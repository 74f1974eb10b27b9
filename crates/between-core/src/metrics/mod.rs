//! Centrality metrics over an [`crate::UndirectedGraph`].
//!
//! # Overview
//!
//! - **Betweenness** (`betweenness`): per-vertex sum, over unordered pairs
//!   of other vertices, of the fraction of shortest paths through the
//!   vertex. Computed by enumerating every shortest path.
//! - **Brandes** (`brandes`): the same scores via dependency accumulation,
//!   O(V·E).
//! - **Top-k** (`topk`): the vertices attaining the maximum score.
//!
//! # Usage
//!
//! ```rust
//! use between_core::{DisconnectedPolicy, TiePolicy, UndirectedGraph};
//! use between_core::metrics::{betweenness_centrality, top_by_centrality};
//!
//! let g = UndirectedGraph::new(&[1, 2, 3], &[(1, 2), (2, 3)])?;
//! let bc = betweenness_centrality(&g, 2, DisconnectedPolicy::Skip)?;
//! assert!((bc - 1.0).abs() < 1e-12);
//! assert_eq!(top_by_centrality(&g, DisconnectedPolicy::Skip, TiePolicy::Exact)?, vec![2]);
//! # Ok::<(), between_core::GraphError>(())
//! ```

pub mod betweenness;
pub mod brandes;
pub mod topk;

pub use betweenness::{
    VertexScore, all_scores, betweenness_centrality, betweenness_centrality_cancellable,
    normalization_divisor, normalized_betweenness,
};
pub use brandes::brandes_scores;
pub use topk::{TiePolicy, select_top, top_by_centrality};
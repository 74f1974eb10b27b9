//! Connected components of an [`UndirectedGraph`].
//!
//! Two vertices are in the same component iff some path joins them, so a
//! pair `{a, b}` has at least one shortest path exactly when
//! [`Components::same_component`] holds. Centrality queries use this to
//! decide the disconnected-pair policy up front instead of discovering a
//! missing path halfway through a run.

use petgraph::unionfind::UnionFind;
use petgraph::visit::EdgeRef;

use crate::graph::build::{UndirectedGraph, VertexId};

/// Component label for every vertex, indexed by dense vertex index.
#[derive(Debug, Clone, PartialEq, Eq)]
pub struct Components {
    labels: Vec<usize>,
    count: usize,
}

impl Components {
    /// Label the connected components of `graph`.
    ///
    /// Labels are `0..count`, assigned in order of each component's first
    /// vertex in the input vertex list.
    #[must_use]
    pub fn of(graph: &UndirectedGraph) -> Self {
        let g = graph.as_petgraph();
        let n = g.node_count();

        let mut sets = UnionFind::<usize>::new(n);
        for edge in g.edge_references() {
            sets.union(edge.source().index(), edge.target().index());
        }

        let mut label_of_root = vec![usize::MAX; n];
        let mut labels = Vec::with_capacity(n);
        let mut count = 0;

        for i in 0..n {
            let root = sets.find(i);
            if label_of_root[root] == usize::MAX {
                label_of_root[root] = count;
                count += 1;
            }
            labels.push(label_of_root[root]);
        }

        Self { labels, count }
    }

    /// Number of connected components.
    #[must_use]
    pub const fn count(&self) -> usize {
        self.count
    }

    /// Component label of the vertex at dense index `idx`.
    #[must_use]
    pub fn label(&self, idx: usize) -> usize {
        self.labels[idx]
    }

    /// Returns `true` if dense indices `a` and `b` are connected.
    #[must_use]
    pub fn same_component(&self, a: usize, b: usize) -> bool {
        self.labels[a] == self.labels[b]
    }

    /// Size of each component, indexed by label.
    #[must_use]
    pub fn sizes(&self) -> Vec<usize> {
        let mut sizes = vec![0; self.count];
        for &label in &self.labels {
            sizes[label] += 1;
        }
        sizes
    }

    /// First unordered pair of vertices other than `excluded` that lies in
    /// different components, in the pair order used by centrality queries.
    ///
    /// Returns `None` when every pair of other vertices is connected.
    #[must_use]
    pub fn first_disconnected_pair(
        &self,
        graph: &UndirectedGraph,
        excluded: usize,
    ) -> Option<(VertexId, VertexId)> {
        let n = self.labels.len();
        for a in (0..n).filter(|&a| a != excluded) {
            for b in (a + 1..n).filter(|&b| b != excluded) {
                if !self.same_component(a, b) {
                    return Some((graph.vertex_at(a), graph.vertex_at(b)));
                }
            }
        }
        None
    }
}

#[cfg(test)]
mod tests {
    use super::*;

    #[test]
    fn connected_graph_has_one_component() {
        let g = UndirectedGraph::new(&[1, 2, 3], &[(1, 2), (2, 3)]).expect("valid");
        let c = Components::of(&g);
        assert_eq!(c.count(), 1);
        assert_eq!(c.sizes(), vec![3]);
        assert_eq!(c.first_disconnected_pair(&g, 0), None);
    }

    #[test]
    fn labels_follow_input_order() {
        let g = UndirectedGraph::new(&[5, 6, 7, 8], &[(6, 8)]).expect("valid");
        let c = Components::of(&g);
        assert_eq!(c.count(), 3);
        assert_eq!(c.label(0), 0);
        assert_eq!(c.label(1), 1);
        assert_eq!(c.label(2), 2);
        assert_eq!(c.label(3), 1);
        assert!(c.same_component(1, 3));
        assert!(!c.same_component(0, 1));
    }

    #[test]
    fn first_disconnected_pair_skips_excluded_vertex() {
        // 1 - 2    3 (isolated)
        let g = UndirectedGraph::new(&[1, 2, 3], &[(1, 2)]).expect("valid");
        let c = Components::of(&g);
        assert_eq!(c.first_disconnected_pair(&g, 0), Some((2, 3)));
        assert_eq!(c.first_disconnected_pair(&g, 2), None);
    }
}
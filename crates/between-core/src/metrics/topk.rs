//! Selection of the vertices with maximum betweenness.
//!
//! Every vertex whose score ties the maximum is returned, in input vertex
//! order, so the result is never empty for a non-empty graph.
//!
//! Ties are decided by a [`TiePolicy`]. The default, [`TiePolicy::Exact`],
//! compares accumulated `f64` sums with `==`. Sums of fractions such as
//! `1/3 + 1/3 + 1/3` and `1.0` can differ in the last bit, so two vertices
//! with mathematically equal scores may not tie; [`TiePolicy::Tolerance`]
//! accepts any score within `eps` of the maximum instead.

use tracing::{debug, instrument};

use crate::config::DisconnectedPolicy;
use crate::error::Result;
use crate::graph::{UndirectedGraph, VertexId};
use crate::metrics::betweenness::{VertexScore, all_scores};

/// How scores are compared against the maximum.
#[derive(Debug, Clone, Copy, PartialEq, Default)]
pub enum TiePolicy {
    /// `score == max`.
    #[default]
    Exact,
    /// `max - score <= eps`.
    Tolerance(f64),
}

impl TiePolicy {
    /// Returns `true` if `score` ties `max` under this policy.
    #[must_use]
    #[allow(clippy::float_cmp)]
    pub fn is_tie(self, score: f64, max: f64) -> bool {
        match self {
            Self::Exact => score == max,
            Self::Tolerance(eps) => max - score <= eps,
        }
    }
}

/// Vertices attaining the maximum betweenness.
///
/// # Errors
///
/// [`crate::GraphError::Disconnected`] under [`DisconnectedPolicy::Fail`].
#[instrument(skip(graph))]
pub fn top_by_centrality(
    graph: &UndirectedGraph,
    policy: DisconnectedPolicy,
    ties: TiePolicy,
) -> Result<Vec<VertexId>> {
    let scores = all_scores(graph, policy)?;
    Ok(select_top(&scores, ties))
}

/// Pick the vertices of `scores` tying the maximum, preserving order.
#[must_use]
pub fn select_top(scores: &[VertexScore], ties: TiePolicy) -> Vec<VertexId> {
    let max = scores
        .iter()
        .map(|s| s.score)
        .fold(f64::NEG_INFINITY, f64::max);

    let top: Vec<VertexId> = scores
        .iter()
        .filter(|s| ties.is_tie(s.score, max))
        .map(|s| s.vertex)
        .collect();

    debug!(max, selected = top.len(), "selected top vertices");
    top
}
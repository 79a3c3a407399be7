//! Input: recognized movement keys, the per-frame direction snapshot, and the
//! event messages the host delivers to the session.
//!
//! # Invariants
//! - Unrecognized keys are ignored, never an error.
//! - A direction reads as pressed while any key bound to it is held.
//! - Tracking is pure bookkeeping; movement logic lives in the kernel.

pub mod action;
mod tracker;

pub use action::{InputEvent, Key, MoveDirection};
pub use tracker::{InputState, InputTracker};

pub fn crate_info() -> &'static str {
    "gallery-input v0.1.0"
}
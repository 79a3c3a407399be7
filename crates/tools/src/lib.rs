//! Developer tooling: read-only inspection of a gallery session.
//!
//! # Invariants
//! - Inspection never mutates the session.

mod inspector;

pub use inspector::{ExhibitInfo, GalleryInspector, GallerySummary};

pub fn crate_info() -> &'static str {
    "gallery-tools v0.1.0"
}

· · · · · · ·

EXERCISE PROMPT: Copy, exactly and with nothing added, the lines from the one containing "to the session." through the end of the records.

TASK ANSWER:
//! event messages the host delivers to the session.
//!
//! # Invariants
//! - Unrecognized keys are ignored, never an error.
//! - A direction reads as pressed while any key bound to it is held.
//! - Tracking is pure bookkeeping; movement logic lives in the kernel.

pub mod action;
mod tracker;

pub use action::{InputEvent, Key, MoveDirection};
pub use tracker::{InputState, InputTracker};

pub fn crate_info() -> &'static str {
    "gallery-input v0.1.0"
}
repository 79a3c3a407399be7
filename crates/tools/src/lib.rs
//! Developer tooling: read-only inspection of a gallery session.
//!
//! # Invariants
//! - Inspection never mutates the session.

mod inspector;

pub use inspector::{ExhibitInfo, GalleryInspector, GallerySummary};

pub fn crate_info() -> &'static str {
    "gallery-tools v0.1.0"
}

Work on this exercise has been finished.